# AIM OF THE EXERCISE
Wherever the string "insert" appears in the listing, copy that line.

# MATERIALS PROVIDED
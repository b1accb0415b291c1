// SPDX-License-Identifier: Apache-2.0

//! Bearer-session authentication and role scoping. Tokens are opaque
//! 32-byte values; only their SHA-256 lives in the store, and resolving one
//! slides the session expiry forward.

use crate::failure::ApiFailure;
use crate::AppState;
use axum::http::HeaderMap;
use chrono::{DateTime, Utc};
use timebank_api::ApiError;
use timebank_core::token::token_hash;
use timebank_model::{ClientId, Role, User};

/// Authenticated caller plus the (slid) session expiry.
#[derive(Debug, Clone)]
pub(crate) struct AuthContext {
    pub user: User,
    pub session_expires_at: DateTime<Utc>,
}

pub(crate) fn bearer_token(headers: &HeaderMap) -> Option<String> {
    headers
        .get("authorization")
        .and_then(|v| v.to_str().ok())
        .and_then(|v| v.strip_prefix("Bearer "))
        .map(str::trim)
        .filter(|v| !v.is_empty())
        .map(ToString::to_string)
}

pub(crate) fn authenticate(
    state: &AppState,
    headers: &HeaderMap,
) -> Result<AuthContext, ApiFailure> {
    let token = bearer_token(headers).ok_or_else(ApiError::unauthorized)?;
    let now = Utc::now();
    let ttl = state.config.session_ttl();
    let user = state
        .store
        .resolve_session(&token_hash(&token), ttl, now)?
        .ok_or_else(ApiError::unauthorized)?;
    Ok(AuthContext {
        user,
        session_expires_at: now + ttl,
    })
}

fn role_rank(role: Role) -> u8 {
    match role {
        Role::Admin => 3,
        Role::Manager => 2,
        Role::Member => 1,
    }
}

pub(crate) fn require_admin(user: &User) -> Result<(), ApiFailure> {
    if user.role == Role::Admin {
        Ok(())
    } else {
        Err(ApiError::forbidden("requires admin role").into())
    }
}

/// Admins pass unconditionally; managers and members must be scoped to the
/// client and carry at least `min_role`.
pub(crate) fn require_client_role(
    user: &User,
    client: &ClientId,
    min_role: Role,
) -> Result<(), ApiFailure> {
    if user.role == Role::Admin {
        return Ok(());
    }
    if user.client_id.as_ref() != Some(client) {
        return Err(ApiError::forbidden("outside your client scope").into());
    }
    if role_rank(user.role) < role_rank(min_role) {
        return Err(ApiError::forbidden("insufficient role").into());
    }
    Ok(())
}

#[cfg(test)]
mod tests {
    use super::*;
    use axum::http::HeaderValue;
    use chrono::Utc;
    use timebank_model::{EmailAddress, PersonName, UserId};

    fn user(role: Role, client_id: Option<ClientId>) -> User {
        User {
            id: UserId::new(),
            email: EmailAddress::parse("member@acme.example").expect("email"),
            name: PersonName::parse("Member").expect("name"),
            role,
            client_id,
            active: true,
            created_at: Utc::now(),
        }
    }

    #[test]
    fn bearer_extraction_trims_and_rejects_empty() {
        let mut headers = HeaderMap::new();
        headers.insert("authorization", HeaderValue::from_static("Bearer  abc "));
        assert_eq!(bearer_token(&headers).as_deref(), Some("abc"));

        headers.insert("authorization", HeaderValue::from_static("Bearer "));
        assert!(bearer_token(&headers).is_none());
        headers.insert("authorization", HeaderValue::from_static("Basic abc"));
        assert!(bearer_token(&headers).is_none());
    }

    #[test]
    fn scope_checks_gate_by_client_and_rank() {
        let client = ClientId::new();
        let other = ClientId::new();
        let manager = user(Role::Manager, Some(client));
        let member = user(Role::Member, Some(client));
        let admin = user(Role::Admin, None);

        assert!(require_client_role(&admin, &other, Role::Manager).is_ok());
        assert!(require_client_role(&manager, &client, Role::Manager).is_ok());
        assert!(require_client_role(&manager, &other, Role::Member).is_err());
        assert!(require_client_role(&member, &client, Role::Manager).is_err());
        assert!(require_client_role(&member, &client, Role::Member).is_ok());
    }
}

# WRITTEN SOLUTION
        headers.insert("authorization", HeaderValue::from_static("Bearer  abc "));
        headers.insert("authorization", HeaderValue::from_static("Bearer "));
        headers.insert("authorization", HeaderValue::from_static("Basic abc"));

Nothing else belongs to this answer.